(Beginning of Extracted data)
use rand::Rng;

use crate::log;
use super::food::place_food;
use super::settings::{GameConfig, FOOD_SCORE};
use super::types::{DeathReason, Direction, Point, WallCollisionMode};

/// One snapshot of a single-player game.
///
/// Every transition returns a fresh value; the previous snapshot is left untouched,
/// so a host may keep it around (for example to render interpolated frames).
#[derive(Clone, Debug, PartialEq, Eq)]
pub struct GameState {
    /// Head first, tail last.
    pub snake: Vec<Point>,
    /// Direction applied on the next tick.
    pub direction: Direction,
    /// `None` once the snake covers every cell.
    pub food: Option<Point>,
    pub score: u32,
    /// Number of ticks that actually moved the snake.
    pub tick: u64,
    pub death_reason: Option<DeathReason>,
}

impl GameState {
    pub fn new<R: Rng + ?Sized>(config: &GameConfig, rng: &mut R) -> Self {
        let length = i32::try_from(config.effective_initial_length()).unwrap_or(i32::MAX);
        let head = Point::new(config.width() / 2, config.height() / 2);

        // Segments left of x = 0 are possible on narrow boards and are left as is.
        let snake: Vec<Point> = (0..length)
            .map(|i| Point::new(head.x - i, head.y))
            .collect();
        let food = place_food(config, &snake, rng);

        Self {
            snake,
            direction: Direction::Right,
            food,
            score: 0,
            tick: 0,
            death_reason: None,
        }
    }

    /// Requests a new heading. A direct reversal is ignored.
    pub fn change_direction(&self, direction: Direction) -> Self {
        if direction.is_opposite(&self.direction) {
            return self.clone();
        }

        Self {
            direction,
            ..self.clone()
        }
    }

    /// Advances the game by one tick. Terminal states come back unchanged.
    pub fn step<R: Rng + ?Sized>(&self, config: &GameConfig, rng: &mut R) -> Self {
        if self.is_game_over() {
            return self.clone();
        }

        let next_head = match self.calculate_next_head_position(config) {
            Ok(point) => point,
            Err(reason) => return self.terminated(reason),
        };

        let will_eat = self.food == Some(next_head);

        // The tail cell is vacated this tick unless the snake grows.
        let kept_body = if will_eat {
            &self.snake[..]
        } else {
            &self.snake[..self.snake.len().saturating_sub(1)]
        };

        if kept_body.contains(&next_head) {
            return self.terminated(DeathReason::SelfCollision);
        }

        let mut snake = Vec::with_capacity(kept_body.len() + 1);
        snake.push(next_head);
        snake.extend_from_slice(kept_body);

        let mut score = self.score;
        let mut food = self.food;
        if will_eat {
            score += FOOD_SCORE;
            food = place_food(config, &snake, rng);
            log!(
                "Ate food at ({}, {}). Score: {}",
                next_head.x,
                next_head.y,
                score
            );
            if food.is_none() {
                log!("Board is full after {} segments", snake.len());
            }
        }

        Self {
            snake,
            direction: self.direction,
            food,
            score,
            tick: self.tick + 1,
            death_reason: None,
        }
    }

    fn calculate_next_head_position(&self, config: &GameConfig) -> Result<Point, DeathReason> {
        let candidate = self.head().translated(self.direction);

        match config.wall_collision_mode {
            WallCollisionMode::WrapAround => Ok(Point::new(
                candidate.x.rem_euclid(config.width()),
                candidate.y.rem_euclid(config.height()),
            )),
            WallCollisionMode::Death => {
                let inside = (0..config.width()).contains(&candidate.x)
                    && (0..config.height()).contains(&candidate.y);
                if inside {
                    Ok(candidate)
                } else {
                    Err(DeathReason::WallCollision)
                }
            }
        }
    }

    fn terminated(&self, reason: DeathReason) -> Self {
        log!(
            "Game over at tick {}: {:?}. Score: {}",
            self.tick,
            reason,
            self.score
        );
        Self {
            death_reason: Some(reason),
            ..self.clone()
        }
    }

    pub fn head(&self) -> Point {
        *self.snake.first().expect("Snake body should never be empty")
    }

    pub fn tail(&self) -> Point {
        *self.snake.last().expect("Snake body should never be empty")
    }

    pub fn length(&self) -> usize {
        self.snake.len()
    }

    pub fn is_game_over(&self) -> bool {
        self.death_reason.is_some()
    }

    pub fn is_board_full(&self) -> bool {
        self.food.is_none()
    }

    /// Food position in the `(-1, -1)` encoding used by older front ends.
    pub fn food_or_sentinel(&self) -> Point {
        self.food.unwrap_or(Point::SENTINEL)
    }
}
(End of Extracted data)
Your task: The lines running from the start of the data through the one that contains "pub struct GameState" should be reproduced exactly, and only those.

Answer:
use rand::Rng;

use crate::log;
use super::food::place_food;
use super::settings::{GameConfig, FOOD_SCORE};
use super::types::{DeathReason, Direction, Point, WallCollisionMode};

/// One snapshot of a single-player game.
///
/// Every transition returns a fresh value; the previous snapshot is left untouched,
/// so a host may keep it around (for example to render interpolated frames).
#[derive(Clone, Debug, PartialEq, Eq)]
pub struct GameState {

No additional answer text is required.